Manifestation pour le droit à l’avortement à Varsovie, le 3 octobre 2016. | JANEK SKARZYNSKI / AFP

Que se passerait-il si les femmes cessaient au même moment toute activité, au travail et à la maison ? C’est le pari de la Grève internationale des femmes, prévue dans une cinquantaine de pays mercredi 8 mars, en réponse à la violence « sociale, légale, politique, psychologique et verbale que les femmes subissent sous différentes latitudes ». « Si nos vies ne valent rien, produisez donc sans nous ! », proclame le site qui recense les diverses mobilisations.

Et c’est une première. Jamais les actions organisées à l’occasion de la Journée internationale des droits des femmes ne l’avaient été de manière coordonnée sur les cinq continents, avec le même slogan (« la solidarité est notre arme ») et sous les mêmes bannières.

Une mobilisation planétaire

Des organisations de plus de cinquante pays ont adhéré à l’initiative de la Grève internationale des femmes, dont la France, les Etats-Unis, l’Allemagne, l’Italie, l’Espagne, l’Ukraine, la Russie, la Turquie, Israël, le Pakistan, le Tchad, le Sénégal ou encore le Brésil, le Pérou, le Mexique, la Corée du Sud, la Thaïlande ou le Cambodge.

Aux Etats-Unis, les organisatrices de la Women’s March, la manifestation monstre du 21 janvier contre Donald Trump, se sont elles aussi ralliées au mouvement. « Il est temps de repolitiser la journée des femmes, proclament-elles dans une tribune publiée dans le Guardian. Elle a longtemps été célébrée avec des brunchs, des fleurs et des cartes de vœux. Mais à l’ère de Trump, il nous faut un féminisme d’action fédérateur. »

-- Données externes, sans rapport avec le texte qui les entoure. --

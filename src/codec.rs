//! Byte-level name codec.
//!
//! Two rule sets, each in two directions, selected by [`Direction`] and
//! [`NameKind`]. Nothing here touches the filesystem.
//!
//! ## Directory rule
//!
//! | Direction | Byte | Becomes |
//! |-----------|------|---------|
//! | encode | space | [`SENTINEL`] |
//! | decode | [`SENTINEL`] | space |
//!
//! The rule never touches a separator, and decoding an encoded name gives back
//! the original for any name that did not already contain the sentinel.
//!
//! ## File rule
//!
//! | Direction | Byte | Becomes |
//! |-----------|------|---------|
//! | encode | separator | `@` |
//! | encode | space | `_` |
//! | encode | [`SENTINEL`] | space |
//! | decode | `@` | platform separator |
//! | decode | `_` or [`SENTINEL`] | space |
//!
//! Encoding a sentinel to a space lets a path that still carries an
//! un-decoded directory name be flattened into a readable file name.
//!
//! Decoding also strips a leading `./` (or `.\`) before mapping, strips one
//! leading separator after mapping so a flattened absolute path comes back
//! relative, and normalizes separators to the platform's own.
//!
//! ### Known limitation
//!
//! The file rule is lossy: decode maps `_`, the sentinel, and an encoded space
//! all to a space. A file named `notes_v2.txt` encodes unchanged and decodes
//! to `notes v2.txt`. The collision is kept as-is; existing encoded trees
//! depend on it.

use crate::paths::{self, MAX_PATH_BYTES, PathBytes, PathTooLong, SEPARATOR};

/// Stand-in for a space in encoded directory names (Latin-1 `§`).
pub const SENTINEL: u8 = 0xA7;

/// Stand-in for a path separator in encoded file names.
pub const ENCODED_SEPARATOR: u8 = b'@';

/// Stand-in for a space in encoded file names.
pub const ENCODED_SPACE: u8 = b'_';

#[derive(Debug, Clone, Copy, PartialEq, Eq)]
pub enum Direction {
    Encode,
    Decode,
}

/// Which rule set applies.
#[derive(Debug, Clone, Copy, PartialEq, Eq)]
pub enum NameKind {
    File,
    Directory,
}

/// Apply the codec to `input`.
///
/// Fails with [`PathTooLong`] when the result would not fit in
/// [`MAX_PATH_BYTES`]; nothing is ever truncated.
pub fn transform(
    input: &[u8],
    direction: Direction,
    kind: NameKind,
) -> Result<PathBytes, PathTooLong> {
    let body = match (direction, kind) {
        (Direction::Decode, NameKind::File) => strip_dot_prefix(input),
        _ => input,
    };
    if body.len() > MAX_PATH_BYTES {
        return Err(PathTooLong {
            len: body.len(),
            max: MAX_PATH_BYTES,
        });
    }

    let mut out: Vec<u8> = body
        .iter()
        .map(|&b| map_byte(b, direction, kind))
        .collect();

    if direction == Direction::Decode {
        if kind == NameKind::File && out.first().is_some_and(|&b| paths::is_separator(b)) {
            out.remove(0);
        }
        normalize_separators(&mut out);
    }

    PathBytes::new(out)
}

fn map_byte(b: u8, direction: Direction, kind: NameKind) -> u8 {
    match (kind, direction) {
        (NameKind::Directory, Direction::Encode) if b == b' ' => SENTINEL,
        (NameKind::Directory, Direction::Decode) if b == SENTINEL => b' ',
        (NameKind::Directory, _) => b,
        (NameKind::File, Direction::Encode) => match b {
            b' ' => ENCODED_SPACE,
            SENTINEL => b' ',
            _ if paths::is_separator(b) => ENCODED_SEPARATOR,
            _ => b,
        },
        (NameKind::File, Direction::Decode) => match b {
            ENCODED_SEPARATOR => SEPARATOR,
            ENCODED_SPACE | SENTINEL => b' ',
            _ => b,
        },
    }
}

fn strip_dot_prefix(input: &[u8]) -> &[u8] {
    input
        .strip_prefix(b"./")
        .or_else(|| input.strip_prefix(b".\\"))
        .unwrap_or(input)
}

fn normalize_separators(bytes: &mut [u8]) {
    for b in bytes.iter_mut().filter(|b| paths::is_separator(**b)) {
        *b = SEPARATOR;
    }
}

#[cfg(test)]
mod tests {
    use super::*;

    fn encode_dir(s: &[u8]) -> Vec<u8> {
        transform(s, Direction::Encode, NameKind::Directory)
            .unwrap()
            .as_bytes()
            .to_vec()
    }

    fn decode_dir(s: &[u8]) -> Vec<u8> {
        transform(s, Direction::Decode, NameKind::Directory)
            .unwrap()
            .as_bytes()
            .to_vec()
    }

    fn encode_file(s: &[u8]) -> Vec<u8> {
        transform(s, Direction::Encode, NameKind::File)
            .unwrap()
            .as_bytes()
            .to_vec()
    }

    fn decode_file(s: &[u8]) -> Vec<u8> {
        transform(s, Direction::Decode, NameKind::File)
            .unwrap()
            .as_bytes()
            .to_vec()
    }

    fn native(s: &str) -> Vec<u8> {
        s.bytes()
            .map(|b| if b == b'/' { SEPARATOR } else { b })
            .collect()
    }

    const SAMPLES: &[&str] = &[
        "",
        "plain",
        "My Docs",
        " leading",
        "trailing ",
        "a  b   c",
        "under_score stays",
        "at@sign and space",
        "dots . and .. here",
    ];

    // =========================================================================
    // Directory rule
    // =========================================================================

    #[test]
    fn dir_encode_replaces_spaces_with_sentinel() {
        assert_eq!(encode_dir(b"My Docs"), b"My\xA7Docs");
    }

    #[test]
    fn dir_decode_replaces_sentinel_with_space() {
        assert_eq!(decode_dir(b"My\xA7Docs"), b"My Docs");
    }

    #[test]
    fn dir_rule_leaves_separators_and_file_markers_alone() {
        assert_eq!(encode_dir(b"a/b_c@d"), b"a/b_c@d");
        assert_eq!(decode_dir(b"a_b@c"), b"a_b@c");
    }

    #[test]
    fn dir_rule_is_an_involution_on_space_free_of_sentinel() {
        for s in SAMPLES {
            let encoded = encode_dir(s.as_bytes());
            assert!(!encoded.contains(&b' '), "space left in {encoded:?}");
            assert_eq!(decode_dir(&encoded), s.as_bytes(), "round trip of {s:?}");
        }
    }

    #[test]
    fn dir_rule_is_an_involution_in_reverse() {
        for s in SAMPLES {
            let with_sentinel: Vec<u8> = s
                .bytes()
                .map(|b| if b == b' ' { SENTINEL } else { b })
                .collect();
            let decoded = decode_dir(&with_sentinel);
            assert_eq!(encode_dir(&decoded), with_sentinel);
        }
    }

    // =========================================================================
    // File rule: encode
    // =========================================================================

    #[test]
    fn file_encode_flattens_separators_and_spaces() {
        assert_eq!(encode_file(b"/tmp/My Docs/a b.txt"), b"@tmp@My_Docs@a_b.txt");
    }

    #[test]
    fn file_encode_turns_leftover_sentinel_into_space() {
        assert_eq!(encode_file(b"/proj/My\xA7Docs/x.txt"), b"@proj@My Docs@x.txt");
    }

    #[test]
    fn file_encode_keeps_existing_markers() {
        assert_eq!(encode_file(b"a_b@c"), b"a_b@c");
    }

    #[cfg(not(windows))]
    #[test]
    fn file_encode_leaves_backslash_alone_off_windows() {
        assert_eq!(encode_file(b"a\\b"), b"a\\b");
    }

    #[cfg(windows)]
    #[test]
    fn file_encode_flattens_backslash_on_windows() {
        assert_eq!(encode_file(b"C:\\a b\\c"), b"C:@a_b@c");
    }

    // =========================================================================
    // File rule: decode
    // =========================================================================

    #[test]
    fn file_decode_restores_separators_and_spaces() {
        assert_eq!(decode_file(b"My_Docs@a_b.txt"), native("My Docs/a b.txt"));
    }

    #[test]
    fn file_decode_strips_leading_separator() {
        assert_eq!(
            decode_file(b"@tmp@proj@My_Docs@a_b.txt"),
            native("tmp/proj/My Docs/a b.txt")
        );
    }

    #[test]
    fn file_decode_strips_dot_slash_prefix() {
        assert_eq!(decode_file(b"./a_b.txt"), b"a b.txt");
        assert_eq!(decode_file(b".\\a_b.txt"), b"a b.txt");
    }

    #[test]
    fn file_decode_only_strips_one_dot_prefix() {
        assert_eq!(decode_file(b"././x"), native("./x"));
    }

    #[test]
    fn file_decode_maps_sentinel_to_space() {
        assert_eq!(decode_file(b"My\xA7Docs.txt"), b"My Docs.txt");
    }

    #[test]
    fn dir_decode_does_not_strip_leading_separator() {
        assert_eq!(decode_dir(b"/abs/A\xA7B"), native("/abs/A B"));
    }

    #[test]
    fn file_round_trip_without_underscores() {
        for s in ["a b.txt", "My Docs/a b.txt", "deep/er/path/x y z", "plain.txt"] {
            assert_eq!(
                decode_file(&encode_file(s.as_bytes())),
                native(s),
                "round trip of {s:?}"
            );
        }
    }

    #[test]
    fn file_round_trip_loses_literal_underscore() {
        let original = b"notes_v2 final.txt";
        let round_tripped = decode_file(&encode_file(original));
        assert_eq!(round_tripped, b"notes v2 final.txt");
        assert_ne!(round_tripped, original);
    }

    #[test]
    fn underscore_sentinel_and_space_collide_on_decode() {
        let from_underscore = decode_file(&encode_file(b"a_b"));
        let from_space = decode_file(&encode_file(b"a b"));
        let from_sentinel_name = decode_file(b"a\xA7b");
        assert_eq!(from_underscore, from_space);
        assert_eq!(from_space, from_sentinel_name);
    }

    // =========================================================================
    // Length checks
    // =========================================================================

    #[test]
    fn transform_accepts_input_at_the_limit() {
        let input = vec![b'x'; MAX_PATH_BYTES];
        let out = transform(&input, Direction::Encode, NameKind::File).unwrap();
        assert_eq!(out.as_bytes().len(), MAX_PATH_BYTES);
    }

    #[test]
    fn transform_rejects_input_past_the_limit() {
        let input = vec![b'x'; MAX_PATH_BYTES + 1];
        for (direction, kind) in [
            (Direction::Encode, NameKind::File),
            (Direction::Decode, NameKind::File),
            (Direction::Encode, NameKind::Directory),
            (Direction::Decode, NameKind::Directory),
        ] {
            let err = transform(&input, direction, kind).unwrap_err();
            assert_eq!(err.len, MAX_PATH_BYTES + 1);
        }
    }

    #[test]
    fn dot_prefix_is_stripped_before_the_length_check() {
        let mut input = b"./".to_vec();
        input.extend(vec![b'x'; MAX_PATH_BYTES]);
        let out = transform(&input, Direction::Decode, NameKind::File).unwrap();
        assert_eq!(out.as_bytes().len(), MAX_PATH_BYTES);
    }
}
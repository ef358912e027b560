//! [`Filesystem`] backed by `std::fs`.
//!
//! | Capability | Call |
//! |---|---|
//! | open / next / close | `fs::read_dir`, iterator, drop |
//! | stat | `fs::metadata` |
//! | mkdir -p | `fs::DirBuilder` (recursive, mode on Unix) |
//! | realpath | `fs::canonicalize` |
//! | rename | `fs::rename` |
//! | copy | `io::copy` between two scoped `File` handles |
//!
//! `fs::rename` already replaces an existing destination file on Windows, so
//! no pre-removal step is needed there.

use super::backend::{DirEntries, DirEntry, EntryKind, Filesystem};
use std::fs;
use std::io::{self, Write};
use std::path::{Path, PathBuf};

#[derive(Debug, Default, Clone, Copy)]
pub struct StdFs;

impl Filesystem for StdFs {
    fn open_dir(&self, path: &Path) -> io::Result<DirEntries<'_>> {
        let read_dir = fs::read_dir(path)?;
        Ok(Box::new(read_dir.map(|entry| -> io::Result<DirEntry> {
            let entry = entry?;
            let kind = EntryKind::from_file_type(entry.file_type()?);
            Ok(DirEntry {
                name: entry.file_name(),
                kind,
            })
        })))
    }

    fn stat(&self, path: &Path) -> io::Result<EntryKind> {
        Ok(EntryKind::from_file_type(fs::metadata(path)?.file_type()))
    }

    fn make_dir_recursive(&self, path: &Path, mode: u32) -> io::Result<()> {
        let mut builder = fs::DirBuilder::new();
        builder.recursive(true);
        #[cfg(unix)]
        {
            use std::os::unix::fs::DirBuilderExt;
            builder.mode(mode);
        }
        #[cfg(not(unix))]
        let _ = mode;
        builder.create(path)
    }

    fn resolve_absolute(&self, path: &Path) -> io::Result<PathBuf> {
        fs::canonicalize(path).map(strip_verbatim_prefix)
    }

    fn rename(&self, from: &Path, to: &Path) -> io::Result<()> {
        fs::rename(from, to)
    }

    fn copy_bytes(&self, from: &Path, to: &Path) -> io::Result<u64> {
        let mut source = fs::File::open(from)?;
        let dest = fs::File::create(to)?;
        let result = write_all_from(&mut source, dest);
        if result.is_err() {
            // No truncated copy is left behind
            let _ = fs::remove_file(to);
        }
        result
    }
}

/// Buffered copy; the destination handle is dropped before returning so a
/// failed copy can be removed.
fn write_all_from<R: io::Read>(source: &mut R, dest: fs::File) -> io::Result<u64> {
    let mut dest = io::BufWriter::new(dest);
    let copied = io::copy(source, &mut dest)?;
    dest.flush()?;
    Ok(copied)
}

/// `canonicalize` on Windows returns `\\?\C:\...`; keep the plain drive form
/// so flattened names stay valid file names.
#[cfg(windows)]
fn strip_verbatim_prefix(path: PathBuf) -> PathBuf {
    match path.to_str().and_then(|s| s.strip_prefix(r"\\?\")) {
        Some(rest) if !rest.starts_with("UNC\\") => PathBuf::from(rest),
        _ => path,
    }
}

#[cfg(not(windows))]
fn strip_verbatim_prefix(path: PathBuf) -> PathBuf {
    path
}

Bannière de la Grève internationale des femmes pour le 8 mars 2017. | Capture d'écran IWS

En France, les femmes sont invitées à cesser de travailler à 15 h 40 : leur salaire étant en moyenne 26 % moins élevé que celui des hommes, « c’est comme si elles arrêtaient tous les jours d’être payées à 15 h 40 », explique le site du collectif de 35 associations féministes, syndicats (CGT, FSU, Solidaires), ONG et organisations de jeunesse qui a rejoint le mouvement international. Des actions sont prévues dans une quarantaine de villes.

Une initiative partie de Pologne

L’idée d’organiser les manifestations du 8 mars de manière coordonnée est née en Pologne, après la manifestation du 3 octobre 2016 pour le droit à l’avortement. Ce jour-là, des milliers de femmes vêtues de noir avaient décidé de faire grève – s’inspirant de la grève des femmes en 1975 en Islande – et avaient défilé à Varsovie pour protester contre un projet de loi visant à interdire totalement l’interruption volontaire de grossesse (IVG).

« Partout, ce sont les mêmes modes d’action, mais aussi les mêmes mots utilisés contre les féministes, comme “féminazi” »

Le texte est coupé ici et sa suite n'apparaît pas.